=== Provided data ===

use chrono::{DateTime, Utc};
use serde::{Deserialize, Serialize};
use serde_json::Value as JsonValue;
use sqlx::FromRow;
use uuid::Uuid;

/// One row per student holding the latest snapshot of their Codeforces
/// history. The contest, submission and statistics payloads are stored as
/// jsonb and fully replaced on every sync.
#[derive(Debug, Clone, Serialize, Deserialize, FromRow)]
pub struct CodeforcesRecord {
    pub id: Uuid,
    pub student_id: Uuid,
    pub contests: JsonValue,
    pub submissions: JsonValue,
    pub statistics: JsonValue,
    pub last_submission_at: Option<DateTime<Utc>>,
    pub synced_at: Option<DateTime<Utc>>,
}

impl CodeforcesRecord {
    pub fn contests(&self) -> Vec<ContestResult> {
        serde_json::from_value(self.contests.clone()).unwrap_or_default()
    }

    pub fn submissions(&self) -> Vec<Submission> {
        serde_json::from_value(self.submissions.clone()).unwrap_or_default()
    }

    pub fn statistics(&self) -> Option<Statistics> {
        serde_json::from_value(self.statistics.clone()).ok()
    }
}

/// A normalized submission, as persisted in the `submissions` jsonb column.
#[derive(Debug, Clone, PartialEq, Serialize, Deserialize)]
pub struct Submission {
    pub id: i64,
    /// `"<contestId>-<index>"`, e.g. `"1999-B"`. Problems without a contest
    /// id fall back to the problem name.
    pub problem_key: String,
    pub problem_name: String,
    pub rating: Option<i32>,
    pub verdict: String,
    pub language: String,
    pub submitted_at: DateTime<Utc>,
    pub tags: Vec<String>,
}

/// A normalized contest participation, as persisted in the `contests`
/// jsonb column.
#[derive(Debug, Clone, PartialEq, Serialize, Deserialize)]
pub struct ContestResult {
    pub contest_id: i64,
    pub contest_name: String,
    pub rank: i64,
    pub old_rating: i32,
    pub new_rating: i32,
    pub rated_at: DateTime<Utc>,
    /// Problems attempted in this contest that were never solved.
    pub problems_unsolved: i64,
}

/// Count of uniquely-solved problems within one 100-point rating range.
/// Kept as an ordered list rather than a map so bucket order is explicit.
#[derive(Debug, Clone, PartialEq, Eq, Serialize, Deserialize)]
pub struct RatingBucket {
    /// Lower bound of the range, e.g. 1200 for 1200-1299.
    pub bucket: i32,
    pub count: i64,
}

#[derive(Debug, Clone, PartialEq, Eq, Serialize, Deserialize)]
pub struct HardestProblem {
    pub problem_key: String,
    pub problem_name: String,
    pub rating: i32,
}

/// Unique problems solved within a trailing window, plus the per-day rate
/// over the full window length.
#[derive(Debug, Clone, PartialEq, Serialize, Deserialize)]
pub struct WindowStats {
    pub days: i64,
    pub solved: i64,
    pub per_day: f64,
}

/// Derived statistics block, recomputed from scratch on every sync.
#[derive(Debug, Clone, PartialEq, Serialize, Deserialize)]
pub struct Statistics {
    pub total_solved: i64,
    pub buckets: Vec<RatingBucket>,
    pub hardest: Option<HardestProblem>,
    pub average_rating: f64,
    pub windows: Vec<WindowStats>,
}

impl Default for Statistics {
    fn default() -> Self {
        Self {
            total_solved: 0,
            buckets: Vec::new(),
            hardest: None,
            average_rating: 0.0,
            windows: Vec::new(),
        }
    }
}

===

Your instructions: Reproduce the records above exactly, character for character.

Written answer:
use chrono::{DateTime, Utc};
use serde::{Deserialize, Serialize};
use serde_json::Value as JsonValue;
use sqlx::FromRow;
use uuid::Uuid;

/// One row per student holding the latest snapshot of their Codeforces
/// history. The contest, submission and statistics payloads are stored as
/// jsonb and fully replaced on every sync.
#[derive(Debug, Clone, Serialize, Deserialize, FromRow)]
pub struct CodeforcesRecord {
    pub id: Uuid,
    pub student_id: Uuid,
    pub contests: JsonValue,
    pub submissions: JsonValue,
    pub statistics: JsonValue,
    pub last_submission_at: Option<DateTime<Utc>>,
    pub synced_at: Option<DateTime<Utc>>,
}

impl CodeforcesRecord {
    pub fn contests(&self) -> Vec<ContestResult> {
        serde_json::from_value(self.contests.clone()).unwrap_or_default()
    }

    pub fn submissions(&self) -> Vec<Submission> {
        serde_json::from_value(self.submissions.clone()).unwrap_or_default()
    }

    pub fn statistics(&self) -> Option<Statistics> {
        serde_json::from_value(self.statistics.clone()).ok()
    }
}

/// A normalized submission, as persisted in the `submissions` jsonb column.
#[derive(Debug, Clone, PartialEq, Serialize, Deserialize)]
pub struct Submission {
    pub id: i64,
    /// `"<contestId>-<index>"`, e.g. `"1999-B"`. Problems without a contest
    /// id fall back to the problem name.
    pub problem_key: String,
    pub problem_name: String,
    pub rating: Option<i32>,
    pub verdict: String,
    pub language: String,
    pub submitted_at: DateTime<Utc>,
    pub tags: Vec<String>,
}

/// A normalized contest participation, as persisted in the `contests`
/// jsonb column.
#[derive(Debug, Clone, PartialEq, Serialize, Deserialize)]
pub struct ContestResult {
    pub contest_id: i64,
    pub contest_name: String,
    pub rank: i64,
    pub old_rating: i32,
    pub new_rating: i32,
    pub rated_at: DateTime<Utc>,
    /// Problems attempted in this contest that were never solved.
    pub problems_unsolved: i64,
}

/// Count of uniquely-solved problems within one 100-point rating range.
/// Kept as an ordered list rather than a map so bucket order is explicit.
#[derive(Debug, Clone, PartialEq, Eq, Serialize, Deserialize)]
pub struct RatingBucket {
    /// Lower bound of the range, e.g. 1200 for 1200-1299.
    pub bucket: i32,
    pub count: i64,
}

#[derive(Debug, Clone, PartialEq, Eq, Serialize, Deserialize)]
pub struct HardestProblem {
    pub problem_key: String,
    pub problem_name: String,
    pub rating: i32,
}

/// Unique problems solved within a trailing window, plus the per-day rate
/// over the full window length.
#[derive(Debug, Clone, PartialEq, Serialize, Deserialize)]
pub struct WindowStats {
    pub days: i64,
    pub solved: i64,
    pub per_day: f64,
}

/// Derived statistics block, recomputed from scratch on every sync.
#[derive(Debug, Clone, PartialEq, Serialize, Deserialize)]
pub struct Statistics {
    pub total_solved: i64,
    pub buckets: Vec<RatingBucket>,
    pub hardest: Option<HardestProblem>,
    pub average_rating: f64,
    pub windows: Vec<WindowStats>,
}

impl Default for Statistics {
    fn default() -> Self {
        Self {
            total_solved: 0,
            buckets: Vec::new(),
            hardest: None,
            average_rating: 0.0,
            windows: Vec::new(),
        }
    }
}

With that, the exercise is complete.